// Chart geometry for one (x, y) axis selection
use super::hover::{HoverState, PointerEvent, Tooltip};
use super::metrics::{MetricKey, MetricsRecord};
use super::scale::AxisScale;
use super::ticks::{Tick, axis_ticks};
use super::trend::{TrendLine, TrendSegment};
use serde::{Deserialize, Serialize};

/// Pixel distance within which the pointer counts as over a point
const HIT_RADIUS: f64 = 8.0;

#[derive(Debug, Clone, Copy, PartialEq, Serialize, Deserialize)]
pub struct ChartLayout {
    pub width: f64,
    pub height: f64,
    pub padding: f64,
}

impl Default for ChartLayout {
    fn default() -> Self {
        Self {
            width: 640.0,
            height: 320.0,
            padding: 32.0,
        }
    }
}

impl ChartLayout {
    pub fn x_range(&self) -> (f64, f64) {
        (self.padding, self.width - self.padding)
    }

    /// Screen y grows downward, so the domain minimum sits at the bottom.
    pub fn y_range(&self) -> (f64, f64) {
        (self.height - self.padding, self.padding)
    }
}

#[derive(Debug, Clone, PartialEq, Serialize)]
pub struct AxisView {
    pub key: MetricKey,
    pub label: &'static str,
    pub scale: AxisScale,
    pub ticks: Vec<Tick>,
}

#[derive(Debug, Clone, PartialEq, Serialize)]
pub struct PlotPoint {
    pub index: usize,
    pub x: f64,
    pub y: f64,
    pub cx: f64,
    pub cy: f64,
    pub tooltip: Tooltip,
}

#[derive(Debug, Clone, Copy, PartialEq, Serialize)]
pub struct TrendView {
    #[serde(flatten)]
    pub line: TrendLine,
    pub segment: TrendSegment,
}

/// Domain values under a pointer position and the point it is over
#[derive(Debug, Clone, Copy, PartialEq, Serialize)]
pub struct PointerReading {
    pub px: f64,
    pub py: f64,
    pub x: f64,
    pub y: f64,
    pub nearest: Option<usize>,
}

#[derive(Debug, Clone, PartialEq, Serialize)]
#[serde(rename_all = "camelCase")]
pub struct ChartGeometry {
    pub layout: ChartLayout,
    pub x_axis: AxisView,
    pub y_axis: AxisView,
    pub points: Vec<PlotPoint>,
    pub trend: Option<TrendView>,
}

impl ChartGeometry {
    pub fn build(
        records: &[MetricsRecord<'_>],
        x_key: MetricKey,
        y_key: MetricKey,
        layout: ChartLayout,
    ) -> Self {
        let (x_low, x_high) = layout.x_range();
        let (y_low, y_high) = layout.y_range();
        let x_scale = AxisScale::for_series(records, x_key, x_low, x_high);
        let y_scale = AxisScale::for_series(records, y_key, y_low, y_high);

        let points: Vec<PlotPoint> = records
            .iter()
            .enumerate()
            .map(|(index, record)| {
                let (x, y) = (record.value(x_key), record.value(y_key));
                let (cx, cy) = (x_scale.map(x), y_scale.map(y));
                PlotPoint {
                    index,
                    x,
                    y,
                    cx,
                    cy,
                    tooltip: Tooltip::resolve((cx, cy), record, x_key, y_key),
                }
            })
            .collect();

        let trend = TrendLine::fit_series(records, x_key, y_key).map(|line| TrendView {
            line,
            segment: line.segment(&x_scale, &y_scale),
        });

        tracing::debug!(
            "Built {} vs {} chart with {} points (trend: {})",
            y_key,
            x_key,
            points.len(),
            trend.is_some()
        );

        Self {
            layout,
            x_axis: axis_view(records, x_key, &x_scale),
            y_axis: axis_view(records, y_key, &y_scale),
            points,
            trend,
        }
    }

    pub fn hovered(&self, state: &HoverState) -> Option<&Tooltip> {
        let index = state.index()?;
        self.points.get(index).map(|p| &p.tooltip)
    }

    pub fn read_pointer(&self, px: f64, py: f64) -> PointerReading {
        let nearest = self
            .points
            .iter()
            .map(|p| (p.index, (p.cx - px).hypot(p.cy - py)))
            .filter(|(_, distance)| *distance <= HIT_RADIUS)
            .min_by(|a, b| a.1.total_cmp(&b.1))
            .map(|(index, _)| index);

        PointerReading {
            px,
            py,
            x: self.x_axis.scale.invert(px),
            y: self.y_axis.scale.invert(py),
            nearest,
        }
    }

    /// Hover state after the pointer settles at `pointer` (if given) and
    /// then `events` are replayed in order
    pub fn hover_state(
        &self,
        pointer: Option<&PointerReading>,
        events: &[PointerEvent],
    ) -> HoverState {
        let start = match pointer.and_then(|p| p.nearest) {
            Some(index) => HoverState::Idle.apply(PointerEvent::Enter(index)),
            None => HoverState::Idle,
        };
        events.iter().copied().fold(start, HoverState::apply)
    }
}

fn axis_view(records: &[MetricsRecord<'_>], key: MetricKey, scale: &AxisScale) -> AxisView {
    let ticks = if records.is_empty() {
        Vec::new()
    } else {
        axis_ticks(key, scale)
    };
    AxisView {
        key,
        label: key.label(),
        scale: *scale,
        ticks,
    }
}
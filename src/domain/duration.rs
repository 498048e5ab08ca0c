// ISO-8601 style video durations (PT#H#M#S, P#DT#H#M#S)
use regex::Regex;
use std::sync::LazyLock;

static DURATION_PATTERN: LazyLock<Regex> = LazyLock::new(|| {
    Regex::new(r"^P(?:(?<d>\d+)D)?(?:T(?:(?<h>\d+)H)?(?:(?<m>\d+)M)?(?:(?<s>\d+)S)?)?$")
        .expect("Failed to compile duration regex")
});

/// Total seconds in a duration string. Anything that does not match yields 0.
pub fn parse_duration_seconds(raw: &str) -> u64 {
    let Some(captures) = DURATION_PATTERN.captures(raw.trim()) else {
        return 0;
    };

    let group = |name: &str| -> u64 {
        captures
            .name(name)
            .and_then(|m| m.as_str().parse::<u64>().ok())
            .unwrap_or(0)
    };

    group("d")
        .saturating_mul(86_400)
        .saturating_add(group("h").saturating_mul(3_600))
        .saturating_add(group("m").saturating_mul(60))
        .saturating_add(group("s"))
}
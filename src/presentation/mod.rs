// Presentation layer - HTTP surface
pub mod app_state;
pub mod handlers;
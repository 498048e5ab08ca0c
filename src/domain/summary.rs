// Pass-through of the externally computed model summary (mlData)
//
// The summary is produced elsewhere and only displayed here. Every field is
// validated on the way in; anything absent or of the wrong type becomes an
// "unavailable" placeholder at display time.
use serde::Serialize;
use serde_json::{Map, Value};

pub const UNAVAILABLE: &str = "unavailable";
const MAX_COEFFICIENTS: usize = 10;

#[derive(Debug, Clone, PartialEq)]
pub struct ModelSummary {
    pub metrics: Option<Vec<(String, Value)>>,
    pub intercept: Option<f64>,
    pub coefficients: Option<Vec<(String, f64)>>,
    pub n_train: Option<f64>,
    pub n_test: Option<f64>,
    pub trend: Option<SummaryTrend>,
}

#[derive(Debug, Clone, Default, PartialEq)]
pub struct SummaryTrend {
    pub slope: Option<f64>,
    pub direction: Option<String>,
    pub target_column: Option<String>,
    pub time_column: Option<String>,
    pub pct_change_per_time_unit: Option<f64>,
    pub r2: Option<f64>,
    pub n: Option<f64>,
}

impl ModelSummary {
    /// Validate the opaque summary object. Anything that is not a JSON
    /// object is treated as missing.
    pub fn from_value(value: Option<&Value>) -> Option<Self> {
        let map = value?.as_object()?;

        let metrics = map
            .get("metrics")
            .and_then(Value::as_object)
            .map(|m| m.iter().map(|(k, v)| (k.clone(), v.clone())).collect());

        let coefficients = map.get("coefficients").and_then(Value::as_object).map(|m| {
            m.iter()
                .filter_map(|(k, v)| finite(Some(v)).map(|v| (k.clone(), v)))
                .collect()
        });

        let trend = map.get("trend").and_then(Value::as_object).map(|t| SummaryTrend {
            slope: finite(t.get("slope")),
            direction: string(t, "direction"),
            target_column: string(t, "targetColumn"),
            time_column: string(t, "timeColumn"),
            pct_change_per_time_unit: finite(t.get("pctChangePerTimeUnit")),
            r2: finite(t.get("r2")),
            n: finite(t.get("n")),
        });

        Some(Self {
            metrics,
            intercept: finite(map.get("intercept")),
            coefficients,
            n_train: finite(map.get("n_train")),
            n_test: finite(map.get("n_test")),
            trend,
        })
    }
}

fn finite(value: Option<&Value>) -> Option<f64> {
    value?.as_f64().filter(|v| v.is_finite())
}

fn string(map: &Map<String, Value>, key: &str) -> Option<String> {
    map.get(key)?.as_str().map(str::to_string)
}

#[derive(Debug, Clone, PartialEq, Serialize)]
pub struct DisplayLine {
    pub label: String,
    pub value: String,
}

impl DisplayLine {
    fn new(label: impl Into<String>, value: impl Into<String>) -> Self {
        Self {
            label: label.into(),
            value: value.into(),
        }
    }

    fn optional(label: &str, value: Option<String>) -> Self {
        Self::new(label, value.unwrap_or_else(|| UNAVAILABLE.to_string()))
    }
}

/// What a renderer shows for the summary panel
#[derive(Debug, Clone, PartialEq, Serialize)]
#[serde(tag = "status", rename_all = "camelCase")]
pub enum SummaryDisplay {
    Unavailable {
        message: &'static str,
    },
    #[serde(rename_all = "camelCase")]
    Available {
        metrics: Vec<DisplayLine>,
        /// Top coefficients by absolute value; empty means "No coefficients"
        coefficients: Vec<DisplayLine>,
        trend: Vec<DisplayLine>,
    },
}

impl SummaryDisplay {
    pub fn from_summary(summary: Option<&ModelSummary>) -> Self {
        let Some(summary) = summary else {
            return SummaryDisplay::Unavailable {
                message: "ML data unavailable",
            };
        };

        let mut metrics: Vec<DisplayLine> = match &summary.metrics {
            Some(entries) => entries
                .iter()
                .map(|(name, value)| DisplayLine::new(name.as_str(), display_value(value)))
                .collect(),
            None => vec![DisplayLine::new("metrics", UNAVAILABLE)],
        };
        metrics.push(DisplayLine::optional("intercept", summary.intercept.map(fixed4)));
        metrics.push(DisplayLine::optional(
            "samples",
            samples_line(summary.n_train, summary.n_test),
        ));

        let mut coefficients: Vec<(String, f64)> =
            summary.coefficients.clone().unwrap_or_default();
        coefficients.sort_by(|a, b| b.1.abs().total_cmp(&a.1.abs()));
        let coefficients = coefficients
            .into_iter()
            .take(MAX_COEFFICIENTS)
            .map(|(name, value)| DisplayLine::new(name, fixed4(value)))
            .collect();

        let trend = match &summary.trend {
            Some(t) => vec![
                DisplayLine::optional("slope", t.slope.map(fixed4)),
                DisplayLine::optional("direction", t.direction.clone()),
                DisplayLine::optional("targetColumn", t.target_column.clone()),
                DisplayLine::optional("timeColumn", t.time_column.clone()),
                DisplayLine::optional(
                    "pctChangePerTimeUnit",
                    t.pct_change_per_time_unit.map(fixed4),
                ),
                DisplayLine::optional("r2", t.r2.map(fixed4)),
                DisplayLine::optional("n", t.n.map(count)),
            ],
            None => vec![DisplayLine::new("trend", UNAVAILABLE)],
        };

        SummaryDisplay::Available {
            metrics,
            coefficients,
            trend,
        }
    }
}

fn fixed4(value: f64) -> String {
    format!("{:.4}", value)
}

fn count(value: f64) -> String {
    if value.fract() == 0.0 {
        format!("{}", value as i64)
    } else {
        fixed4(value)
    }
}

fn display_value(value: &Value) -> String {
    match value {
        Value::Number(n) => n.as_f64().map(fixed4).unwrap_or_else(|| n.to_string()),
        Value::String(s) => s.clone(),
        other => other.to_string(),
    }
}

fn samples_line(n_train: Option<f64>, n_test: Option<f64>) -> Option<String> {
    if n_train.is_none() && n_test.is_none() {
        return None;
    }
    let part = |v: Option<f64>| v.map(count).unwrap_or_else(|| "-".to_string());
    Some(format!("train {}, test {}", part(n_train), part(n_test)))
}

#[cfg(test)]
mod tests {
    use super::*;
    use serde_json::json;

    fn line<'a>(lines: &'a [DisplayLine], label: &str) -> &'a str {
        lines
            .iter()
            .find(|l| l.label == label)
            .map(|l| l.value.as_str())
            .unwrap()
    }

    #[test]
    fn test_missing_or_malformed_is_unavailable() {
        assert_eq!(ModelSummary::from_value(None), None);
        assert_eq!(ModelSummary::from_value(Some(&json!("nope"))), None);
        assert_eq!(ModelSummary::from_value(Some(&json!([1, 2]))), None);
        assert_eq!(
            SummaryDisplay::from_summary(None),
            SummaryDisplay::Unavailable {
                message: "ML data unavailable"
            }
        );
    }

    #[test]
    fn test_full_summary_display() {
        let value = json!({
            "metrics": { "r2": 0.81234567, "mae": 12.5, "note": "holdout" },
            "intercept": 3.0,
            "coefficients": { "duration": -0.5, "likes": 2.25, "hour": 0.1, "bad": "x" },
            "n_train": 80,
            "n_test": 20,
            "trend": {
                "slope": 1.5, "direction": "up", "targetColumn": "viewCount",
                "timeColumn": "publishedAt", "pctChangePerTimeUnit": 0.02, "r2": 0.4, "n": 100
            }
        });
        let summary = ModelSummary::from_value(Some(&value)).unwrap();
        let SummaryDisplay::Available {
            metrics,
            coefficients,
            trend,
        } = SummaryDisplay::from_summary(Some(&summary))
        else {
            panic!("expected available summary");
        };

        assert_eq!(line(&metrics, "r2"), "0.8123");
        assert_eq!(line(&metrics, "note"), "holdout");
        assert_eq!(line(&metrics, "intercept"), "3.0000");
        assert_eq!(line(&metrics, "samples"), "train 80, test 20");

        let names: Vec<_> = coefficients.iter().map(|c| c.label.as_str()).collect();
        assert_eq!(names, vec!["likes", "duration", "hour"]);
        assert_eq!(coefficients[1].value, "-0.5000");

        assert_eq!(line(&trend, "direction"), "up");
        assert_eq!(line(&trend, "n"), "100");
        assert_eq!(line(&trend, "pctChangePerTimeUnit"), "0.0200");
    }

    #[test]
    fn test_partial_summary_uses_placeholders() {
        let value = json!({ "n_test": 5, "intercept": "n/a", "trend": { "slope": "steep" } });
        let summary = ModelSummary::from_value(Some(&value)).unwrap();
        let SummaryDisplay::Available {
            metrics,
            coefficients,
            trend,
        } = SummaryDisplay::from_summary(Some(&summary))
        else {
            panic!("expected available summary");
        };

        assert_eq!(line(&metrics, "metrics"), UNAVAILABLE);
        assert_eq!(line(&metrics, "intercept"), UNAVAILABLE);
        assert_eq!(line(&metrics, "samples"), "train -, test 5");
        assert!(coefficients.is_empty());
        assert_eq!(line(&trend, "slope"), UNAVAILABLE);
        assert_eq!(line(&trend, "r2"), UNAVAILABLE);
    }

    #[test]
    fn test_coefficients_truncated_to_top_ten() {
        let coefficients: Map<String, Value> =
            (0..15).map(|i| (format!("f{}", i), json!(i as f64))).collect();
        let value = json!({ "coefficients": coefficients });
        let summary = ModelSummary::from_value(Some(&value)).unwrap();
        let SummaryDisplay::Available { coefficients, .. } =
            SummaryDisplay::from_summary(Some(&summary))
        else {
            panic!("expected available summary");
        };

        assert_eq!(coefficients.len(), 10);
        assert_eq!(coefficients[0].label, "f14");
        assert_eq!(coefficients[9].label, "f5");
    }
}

————

## [Activity]
Search the data for "height". Copy every line that has it.

## [Solution]
    pub height: f64,
            height: 320.0,
        (self.height - self.padding, self.padding)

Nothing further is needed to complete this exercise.